The primary mammalian circadian clock, located in the suprachiasmatic nuclei (SCN), receives a major input from the raphe nuclei. The role of this input is largely unknown, and is the focus of this research. The SCN clock survives in vitro, where it produces a 24-hr rhythm in spontaneous neuronal activity that is sustained for at least three cycles. The sensitivity of the SCN clock to drugs can therefore be tested in vitro by determining whether various compounds alter the phase of this rhythm. We have previously shown that the nonspecific serotonin (5-HT) agonist quipazine resets the SCN clock in vitro, inducing phase advances in the daytime and phase delays at night. These results suggest that the 5-HT-ergic input from the raphe nuclei can modulate the phase of the SCN circadian clock. In this study we began by using autoradiography to determine that the SCN contain abundant 5-HT1A and 5-HT1B receptors, very few 5-HT1C and 5-HT2 receptors, and no 5-HT3 receptors. Next we investigated the ability of 5-HT-ergic agonists and antagonists to reset the clock in vitro, in order to determine what type or types of 5-HT receptor(s) are functionally linked to the SCN clock. We began by providing further evidence of 5-HT-ergic effects in the SCN. We found that 5-HT mimicked the effects of quipazine, whereas the nonspecific 5-HT antagonist metergoline blocked these effects, in both the day and night. Next we found that the 5-HT1A agonist 8-OH-DPAT, and to a lesser extent the 5-HT1A-1B agonist RU 24969, mimicked the effects of quipazine during the subjective daytime, whereas the 5-HT1A antagonist NAN-190 blocked quipazine's effects. None of the other specific agonists or antagonists we tried induced similar effects. This suggests that quipazine acts on 5-HT1A receptors in the daytime to advance the SCN clock.

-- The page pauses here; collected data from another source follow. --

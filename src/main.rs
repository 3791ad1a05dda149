//! # Tunerank
//!
//! Rate whatever is playing, then see which tracks, artists, albums,
//! genres and vibes actually hold up. Ratings live in an append-only
//! JSON log; leaderboards use Bayesian weighting so a single 10/10 never
//! beats a consistently rated favorite.
//!
//! ## Usage
//!
//! ```bash
//! # Rate the current track
//! tunerank rate 8 --vibe Calm --genre Rock
//!
//! # What's playing?
//! tunerank now
//!
//! # Leaderboards
//! tunerank top tracks
//! tunerank top artists --limit 10
//!
//! # Mood tags
//! tunerank vibes add Calm "#88c0d0"
//! tunerank vibes recent
//! ```

mod cli;

use anyhow::Result;
use clap::Parser;
use log::info;
use tunerank::error::RatingError;
use tunerank::leaderboard;
use tunerank::now_playing::Session;
use tunerank::store::RatingStore;
use tunerank::track::{TrackInfo, UNKNOWN_ALBUM};
use tunerank::vibes::VibePalette;
use tunerank::{config, now_playing};

/// Routes CLI commands to library calls.
///
/// Logging is controlled via `RUST_LOG`, e.g.
/// `RUST_LOG=tunerank=debug tunerank top artists`.
fn main() -> Result<()> {
    env_logger::init();

    let args = cli::Args::parse();

    match args.command {
        cli::Command::Now => {
            let track = now_playing::current_track()?;
            println!("{} - {}", track.title, track.artist);
            println!("  album: {}", track.album);

            let store = RatingStore::new(config::ratings_path()?);
            if let Some(recent) = store.recent_rating(&track.title, &track.artist)? {
                println!(
                    "  rated {}/10 at {} (cooldown active)",
                    recent.rating, recent.timestamp
                );
            }
        }
        cli::Command::Rate {
            rating,
            vibe,
            genre,
            title,
            artist,
            album,
        } => {
            let track = match (title, artist) {
                (Some(title), Some(artist)) => TrackInfo {
                    title,
                    artist,
                    album: album.unwrap_or_else(|| UNKNOWN_ALBUM.to_string()),
                    genre,
                    vibe,
                },
                _ => {
                    let mut session = Session::new();
                    let (playing, changed) = session.refresh_track()?;
                    if changed {
                        info!("rating freshly probed track");
                    }
                    playing.to_track_info(genre, vibe)
                }
            };

            let mut store = RatingStore::new(config::ratings_path()?);
            match store.save_rating(&track, rating) {
                Ok(()) => println!("Saved {}/10 for \"{}\" - {}", rating, track.title, track.artist),
                // Business rules get a friendly line, not an error trace.
                Err(e @ (RatingError::InvalidRating(_) | RatingError::Cooldown { .. })) => {
                    eprintln!("{e}");
                    std::process::exit(1);
                }
                Err(e) => return Err(e.into()),
            }
        }
        cli::Command::Top { board, limit } => {
            let store = RatingStore::new(config::ratings_path()?);
            let data = store.load()?;
            print_board(&data, board, limit);
        }
        cli::Command::Vibes { action } => match action {
            cli::VibeAction::List => {
                let palette = VibePalette::new(config::vibes_path()?).load()?;
                if palette.is_empty() {
                    println!("No vibes defined yet. Add one with: tunerank vibes add <name> <color>");
                }
                for (name, color) in &palette {
                    println!("{name:<20} {color}");
                }
            }
            cli::VibeAction::Add { name, color } => {
                let mut palette = VibePalette::new(config::vibes_path()?);
                palette.save_vibe(&name, &color)?;
                println!("Saved vibe {name} ({color})");
            }
            cli::VibeAction::Recent { limit } => {
                let store = RatingStore::new(config::ratings_path()?);
                let data = store.load()?;
                for vibe in leaderboard::recent_vibes(&data, limit) {
                    println!("{vibe}");
                }
            }
        },
    }

    Ok(())
}

/// Prints one leaderboard as an aligned table.
fn print_board(data: &tunerank::store::StoreData, board: cli::Board, limit: usize) {
    match board {
        cli::Board::Tracks => {
            for e in leaderboard::track_leaderboard(data).iter().take(limit) {
                println!(
                    "{:5.2}  {:4.2}/10 x{:<3} {} - {}{}",
                    e.weighted_rating,
                    e.avg_rating,
                    e.count,
                    e.title,
                    e.artist,
                    e.mood
                        .as_deref()
                        .map(|m| format!("  [{m}]"))
                        .unwrap_or_default(),
                );
            }
        }
        cli::Board::Artists => {
            for e in leaderboard::artist_leaderboard(data).iter().take(limit) {
                println!(
                    "{:5.2}  {:4.2}/10 x{:<3} {}",
                    e.weighted_rating, e.avg_rating, e.count, e.artist
                );
            }
        }
        cli::Board::Albums => {
            for e in leaderboard::album_leaderboard(data).iter().take(limit) {
                println!(
                    "{:5.2}  {:4.2}/10 x{:<3} {} - {}",
                    e.weighted_rating, e.avg_rating, e.count, e.album, e.artist
                );
            }
        }
        cli::Board::Genres => {
            for e in leaderboard::genre_leaderboard(data).iter().take(limit) {
                println!(
                    "{:5.2}  {:4.2}/10 x{:<3} {}",
                    e.weighted_rating, e.avg_rating, e.count, e.genre
                );
            }
        }
        cli::Board::Vibes => {
            for e in leaderboard::vibe_leaderboard(data).iter().take(limit) {
                println!(
                    "{:5.2}  {:4.2}/10 x{:<3} {}",
                    e.weighted_rating, e.avg_rating, e.count, e.vibe
                );
            }
        }
    }
}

None of the specific agents we tried were able either to mimic or to block the actions of 5-HT or quipazine at circadian time 15. Thus, we were unable to determine the type of 5-HT receptor involved in nighttime phase delays by quipazine or 5-HT. However, since the dose-response curves for quipazine during the day and night are virtually identical, we hypothesize that the nighttime 5-HT receptor is a 5-HT1-like receptor.